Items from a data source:
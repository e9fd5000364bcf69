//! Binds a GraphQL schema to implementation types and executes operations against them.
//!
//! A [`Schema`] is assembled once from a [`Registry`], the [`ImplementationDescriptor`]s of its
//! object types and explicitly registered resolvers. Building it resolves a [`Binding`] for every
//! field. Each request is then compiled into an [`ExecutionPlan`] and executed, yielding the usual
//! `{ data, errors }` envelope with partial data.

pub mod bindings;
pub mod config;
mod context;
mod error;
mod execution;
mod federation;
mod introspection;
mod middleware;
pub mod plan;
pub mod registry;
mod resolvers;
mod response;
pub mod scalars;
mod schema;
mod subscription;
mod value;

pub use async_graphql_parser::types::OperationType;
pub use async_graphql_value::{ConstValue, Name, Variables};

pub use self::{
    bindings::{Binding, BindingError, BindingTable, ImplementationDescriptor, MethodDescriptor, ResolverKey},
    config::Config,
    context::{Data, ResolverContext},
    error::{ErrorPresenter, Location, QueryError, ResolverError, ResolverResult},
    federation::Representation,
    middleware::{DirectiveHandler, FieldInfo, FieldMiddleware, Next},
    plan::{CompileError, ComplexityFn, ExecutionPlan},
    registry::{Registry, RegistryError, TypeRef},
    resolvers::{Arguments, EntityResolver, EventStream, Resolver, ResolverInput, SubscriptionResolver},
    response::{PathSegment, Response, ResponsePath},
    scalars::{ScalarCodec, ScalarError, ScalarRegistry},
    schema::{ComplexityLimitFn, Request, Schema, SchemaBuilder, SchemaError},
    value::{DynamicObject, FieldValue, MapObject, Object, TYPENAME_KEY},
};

--

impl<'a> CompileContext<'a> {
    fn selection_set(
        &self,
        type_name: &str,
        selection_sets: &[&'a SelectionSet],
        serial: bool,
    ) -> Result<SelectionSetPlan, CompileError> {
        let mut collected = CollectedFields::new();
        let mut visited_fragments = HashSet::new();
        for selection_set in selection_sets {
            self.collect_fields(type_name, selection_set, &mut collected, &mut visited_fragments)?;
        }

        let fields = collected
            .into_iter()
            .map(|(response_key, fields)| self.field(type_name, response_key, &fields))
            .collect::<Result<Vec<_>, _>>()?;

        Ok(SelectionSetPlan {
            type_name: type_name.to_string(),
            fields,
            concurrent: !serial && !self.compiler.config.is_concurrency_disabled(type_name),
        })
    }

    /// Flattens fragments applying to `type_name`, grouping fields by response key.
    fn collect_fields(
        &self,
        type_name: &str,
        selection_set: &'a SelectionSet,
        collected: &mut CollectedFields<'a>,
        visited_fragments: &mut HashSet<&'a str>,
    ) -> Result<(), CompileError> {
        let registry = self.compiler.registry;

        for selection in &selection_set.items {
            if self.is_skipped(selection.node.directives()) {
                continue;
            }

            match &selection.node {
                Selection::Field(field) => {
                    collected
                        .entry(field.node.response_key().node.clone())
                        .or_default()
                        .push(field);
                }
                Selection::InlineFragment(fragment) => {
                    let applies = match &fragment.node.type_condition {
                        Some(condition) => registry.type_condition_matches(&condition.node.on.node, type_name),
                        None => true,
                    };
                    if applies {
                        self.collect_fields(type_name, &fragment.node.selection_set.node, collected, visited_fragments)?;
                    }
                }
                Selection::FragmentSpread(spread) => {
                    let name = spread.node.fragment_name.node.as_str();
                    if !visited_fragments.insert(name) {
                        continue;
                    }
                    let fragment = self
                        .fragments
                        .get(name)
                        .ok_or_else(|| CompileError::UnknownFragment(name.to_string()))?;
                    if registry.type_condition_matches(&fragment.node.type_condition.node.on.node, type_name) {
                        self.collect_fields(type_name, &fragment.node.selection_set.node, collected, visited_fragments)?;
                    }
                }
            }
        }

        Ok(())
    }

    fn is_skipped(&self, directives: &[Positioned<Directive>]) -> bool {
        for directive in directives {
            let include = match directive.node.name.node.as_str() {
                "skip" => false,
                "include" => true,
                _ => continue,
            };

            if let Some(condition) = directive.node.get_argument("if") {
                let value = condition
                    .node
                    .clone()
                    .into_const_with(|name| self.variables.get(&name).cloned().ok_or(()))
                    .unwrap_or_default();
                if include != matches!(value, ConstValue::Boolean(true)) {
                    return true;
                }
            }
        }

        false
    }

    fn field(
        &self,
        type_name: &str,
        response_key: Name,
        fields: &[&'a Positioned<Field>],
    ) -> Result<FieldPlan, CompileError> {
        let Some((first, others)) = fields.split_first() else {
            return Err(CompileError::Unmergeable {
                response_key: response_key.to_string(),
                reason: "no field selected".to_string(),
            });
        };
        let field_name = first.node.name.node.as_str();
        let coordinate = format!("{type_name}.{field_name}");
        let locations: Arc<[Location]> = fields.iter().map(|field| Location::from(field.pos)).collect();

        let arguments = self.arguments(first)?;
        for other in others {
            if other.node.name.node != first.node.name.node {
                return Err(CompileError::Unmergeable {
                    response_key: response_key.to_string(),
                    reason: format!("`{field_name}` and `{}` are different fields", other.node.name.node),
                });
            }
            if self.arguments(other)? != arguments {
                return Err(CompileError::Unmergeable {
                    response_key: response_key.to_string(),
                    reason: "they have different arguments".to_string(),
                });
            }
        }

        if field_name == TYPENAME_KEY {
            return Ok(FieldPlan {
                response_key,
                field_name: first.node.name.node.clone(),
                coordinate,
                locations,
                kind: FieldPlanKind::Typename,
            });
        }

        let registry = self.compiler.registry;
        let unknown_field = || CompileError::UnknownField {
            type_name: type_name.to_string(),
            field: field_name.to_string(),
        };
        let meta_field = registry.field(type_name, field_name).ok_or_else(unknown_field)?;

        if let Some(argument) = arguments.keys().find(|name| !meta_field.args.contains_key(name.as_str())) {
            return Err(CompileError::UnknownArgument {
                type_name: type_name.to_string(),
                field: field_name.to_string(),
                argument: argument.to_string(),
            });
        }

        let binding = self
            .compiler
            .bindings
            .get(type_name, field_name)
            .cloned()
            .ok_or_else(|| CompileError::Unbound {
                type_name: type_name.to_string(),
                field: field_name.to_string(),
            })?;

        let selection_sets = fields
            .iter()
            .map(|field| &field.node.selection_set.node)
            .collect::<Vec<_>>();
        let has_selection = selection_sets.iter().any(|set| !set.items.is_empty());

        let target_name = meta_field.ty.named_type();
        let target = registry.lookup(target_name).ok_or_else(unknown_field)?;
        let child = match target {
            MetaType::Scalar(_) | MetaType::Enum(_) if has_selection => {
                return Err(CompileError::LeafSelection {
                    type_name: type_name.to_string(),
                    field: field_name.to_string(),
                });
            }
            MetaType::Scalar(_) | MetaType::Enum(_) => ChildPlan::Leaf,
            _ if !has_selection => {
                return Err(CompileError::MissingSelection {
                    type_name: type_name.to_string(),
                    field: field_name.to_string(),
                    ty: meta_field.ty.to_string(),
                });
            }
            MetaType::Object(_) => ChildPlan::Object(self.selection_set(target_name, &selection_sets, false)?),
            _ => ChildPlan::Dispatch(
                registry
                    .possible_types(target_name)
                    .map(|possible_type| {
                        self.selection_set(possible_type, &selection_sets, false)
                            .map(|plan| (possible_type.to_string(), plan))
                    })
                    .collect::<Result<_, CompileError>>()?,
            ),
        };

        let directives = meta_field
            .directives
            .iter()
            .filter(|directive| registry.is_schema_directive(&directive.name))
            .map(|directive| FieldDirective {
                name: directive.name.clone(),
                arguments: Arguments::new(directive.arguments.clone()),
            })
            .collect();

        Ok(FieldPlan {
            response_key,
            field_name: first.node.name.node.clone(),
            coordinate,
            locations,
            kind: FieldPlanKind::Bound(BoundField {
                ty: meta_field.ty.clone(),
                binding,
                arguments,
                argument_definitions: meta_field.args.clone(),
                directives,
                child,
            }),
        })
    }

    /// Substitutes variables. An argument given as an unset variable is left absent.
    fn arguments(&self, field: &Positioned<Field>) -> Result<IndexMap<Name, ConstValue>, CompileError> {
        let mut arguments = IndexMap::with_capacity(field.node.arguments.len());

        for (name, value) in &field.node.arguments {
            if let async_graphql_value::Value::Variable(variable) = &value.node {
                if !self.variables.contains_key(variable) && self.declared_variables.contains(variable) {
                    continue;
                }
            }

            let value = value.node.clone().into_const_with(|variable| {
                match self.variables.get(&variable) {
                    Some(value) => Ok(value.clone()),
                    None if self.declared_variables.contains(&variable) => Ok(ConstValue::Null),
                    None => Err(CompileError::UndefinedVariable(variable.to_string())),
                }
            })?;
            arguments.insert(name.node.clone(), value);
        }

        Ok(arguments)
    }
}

PROBLEM TO WORK ON>
From the entries above, list each line with "config" in it.

ANSWER TO THIS PROBLEM>
pub mod config;
    config::Config,
            concurrent: !serial && !self.compiler.config.is_concurrency_disabled(type_name),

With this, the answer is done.